Based on all the symptoms and discussion, here’s a comprehensive solution addressing your geo-replication lag:
Geo-Replication Monitoring Analysis:
The intermittent SEEDING state is the key diagnostic indicator. This state should only occur during initial setup or when the secondary is being completely rebuilt. After a planned failover and failback, the replication link should remain in CATCH_UP state. The appearance of SEEDING suggests the geo-replication link encountered an issue during your failover test and is now attempting to re-synchronize.
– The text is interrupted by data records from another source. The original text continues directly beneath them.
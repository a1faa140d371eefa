use async_trait::async_trait;
use reqwest::header::{HeaderMap, HeaderValue, AUTHORIZATION};
use reqwest::Url;
use serde_json::Value;
use std::net::IpAddr;
use std::time::Duration;

use crate::error::{DispatchError, ForwardError, Result};

/// Delivers one payload downstream.
///
/// The dispatcher is generic over this trait; [`HttpForwarder`] is the
/// production implementation.
#[async_trait]
pub trait Forwarder: Send + Sync + 'static {
    /// Deliver `payload` and return the downstream status code.
    async fn forward(&self, payload: &Value) -> std::result::Result<u16, ForwardError>;
}

/// How the response status maps onto task success.
#[derive(Debug, Clone, Copy, PartialEq, Eq, Default)]
pub enum StatusPolicy {
    /// Only 2xx counts as delivered
    #[default]
    RequireSuccess,
    /// Any status line counts as delivered
    AcceptAny,
}

#[derive(Clone)]
pub struct HttpForwarderConfig {
    /// Endpoint every payload is POSTed to
    pub url: Url,
    /// Sent as `Authorization: Bearer <api_key>` when set
    pub api_key: Option<String>,
    /// Upper bound for connect + send + response headers
    pub request_timeout: Duration,
    pub connect_timeout: Duration,
    pub status_policy: StatusPolicy,
}

impl HttpForwarderConfig {
    pub fn new(url: Url) -> Self {
        Self {
            url,
            api_key: None,
            request_timeout: Duration::from_secs(30),
            connect_timeout: Duration::from_secs(10),
            status_policy: StatusPolicy::default(),
        }
    }
}

impl std::fmt::Debug for HttpForwarderConfig {
    fn fmt(&self, f: &mut std::fmt::Formatter<'_>) -> std::fmt::Result {
        f.debug_struct("HttpForwarderConfig")
            .field("url", &self.url.as_str())
            .field("api_key", &self.api_key.as_ref().map(|_| "***"))
            .field("request_timeout", &self.request_timeout)
            .field("connect_timeout", &self.connect_timeout)
            .field("status_policy", &self.status_policy)
            .finish()
    }
}

/// POSTs payloads as JSON through one pooled reqwest client.
#[derive(Debug, Clone)]
pub struct HttpForwarder {
    client: reqwest::Client,
    config: HttpForwarderConfig,
}

impl HttpForwarder {
    pub fn new(config: HttpForwarderConfig) -> Result<Self> {
        if !matches!(config.url.scheme(), "http" | "https") {
            return Err(DispatchError::InvalidConfig(format!(
                "forward URL must be http or https, got {}",
                config.url
            )));
        }

        let mut headers = HeaderMap::new();
        if let Some(api_key) = &config.api_key {
            let mut value = HeaderValue::from_str(&format!("Bearer {api_key}")).map_err(|_| {
                DispatchError::InvalidConfig("API key is not a valid header value".to_string())
            })?;
            value.set_sensitive(true);
            headers.insert(AUTHORIZATION, value);
        }

        let mut builder = reqwest::Client::builder()
            .default_headers(headers)
            .timeout(config.request_timeout)
            .connect_timeout(config.connect_timeout);
        // Loopback endpoints never go through a system proxy.
        if is_loopback(&config.url) {
            builder = builder.no_proxy();
        }
        let client = builder.build()?;

        Ok(Self { client, config })
    }

    pub fn config(&self) -> &HttpForwarderConfig {
        &self.config
    }
}

fn is_loopback(url: &Url) -> bool {
    match url.host_str() {
        Some("localhost") => true,
        Some(host) => host
            .trim_start_matches('[')
            .trim_end_matches(']')
            .parse::<IpAddr>()
            .is_ok_and(|ip| ip.is_loopback()),
        None => false,
    }
}

#[async_trait]
impl Forwarder for HttpForwarder {
    async fn forward(&self, payload: &Value) -> std::result::Result<u16, ForwardError> {
        // `send` resolves once the status line and headers are in; the body
        // is never read.
        let response = self
            .client
            .post(self.config.url.clone())
            .json(payload)
            .send()
            .await?;

        let status = response.status();
        tracing::debug!("Downstream {} responded {}", self.config.url, status);

        match self.config.status_policy {
            StatusPolicy::RequireSuccess if !status.is_success() => {
                Err(ForwardError::Status(status.as_u16()))
            }
            _ => Ok(status.as_u16()),
        }
    }
}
Monitor replication health with this query on primary:
SELECT partner_server, partner_database, replication_state_desc, replication_lag_sec FROM sys.dm_geo_replication_links
Also check for errors:
SELECT * FROM sys.dm_operation_status WHERE operation = 'ALTER DATABASE' ORDER BY start_time DESC
Failover Testing Root Cause:
Your planned failover test likely encountered one of these issues:
- Network latency spike during failover causing link degradation
- DTU resource exhaustion on secondary during role swap
- Long-running transactions that blocked clean failover completion
- Service maintenance in one region that coincided with your test
The fact that lag started Monday after a Friday/Sunday failover test suggests the link didn’t fully recover from the role changes.
RPO/RTO Compliance Recovery:
To meet your 30-second RPO requirement:
- Immediate Fix - Rebuild Geo-Replica:
The most reliable solution is to remove and re-add the geo-replica:
ALTER DATABASE [YourDB] REMOVE SECONDARY ON SERVER [secondary-server]
ALTER DATABASE [YourDB] ADD SECONDARY ON SERVER [secondary-server] WITH (ALLOW_CONNECTIONS = ALL)
This will cause SEEDING (expected), but establishes a clean replication link. Initial seeding for 180GB typically takes 2-4 hours.
- Scale Up During ETL Windows:
Your S3 tier (100 DTUs) may be insufficient during heavy ETL operations. Monitor DTU usage:
SELECT end_time, avg_cpu_percent, avg_data_io_percent, avg_log_write_percent FROM sys.dm_db_resource_stats ORDER BY end_time DESC
If consistently above 80% during ETL, scale to S4 (200 DTUs) or higher. You can automate this:
az sql db update --resource-group <rg> --server <server> --name <db> --service-objective S4
- Optimize ETL Batch Processing:
Break large batch updates into smaller transactions:
- Process 5,000-10,000 rows per batch instead of millions
- Add COMMIT statements between batches
- This reduces transaction log burst and smooths replication load
- Implement Proactive Monitoring:
Set up Azure Monitor alerts:
- Alert when replication_lag_sec > 30 seconds
- Alert on replication_state_desc != ‘CATCH_UP’
- Alert on DTU usage > 80% sustained for 10 minutes
- Failover Testing Best Practices:
For future tests:
- Perform during low-activity periods (not before heavy ETL)
- Verify replication lag < 5 seconds before initiating failover
- Monitor for 48 hours after failback to catch issues early
- Document baseline performance metrics before test
- Test during quarterly maintenance, not monthly
Long-term Solution:
Consider upgrading to Premium tier for better performance and lower replication lag guarantees. Premium P2 (250 DTUs) provides better geo-replication performance and more consistent RPO compliance. Alternatively, evaluate Business Critical tier which offers built-in high availability and better replication capabilities.
Immediate Action Plan:
- Verify no ongoing Azure service issues in both regions
- Check current DTU utilization - scale up if needed
- Remove and re-add geo-replica to establish clean link
- Monitor replication lag hourly during initial seeding
- Once stable, implement ETL batch optimization
- Set up automated monitoring alerts
- Schedule next failover test for 90 days out with proper preparation
This approach will restore your RPO compliance while addressing the root causes of replication lag post-failover.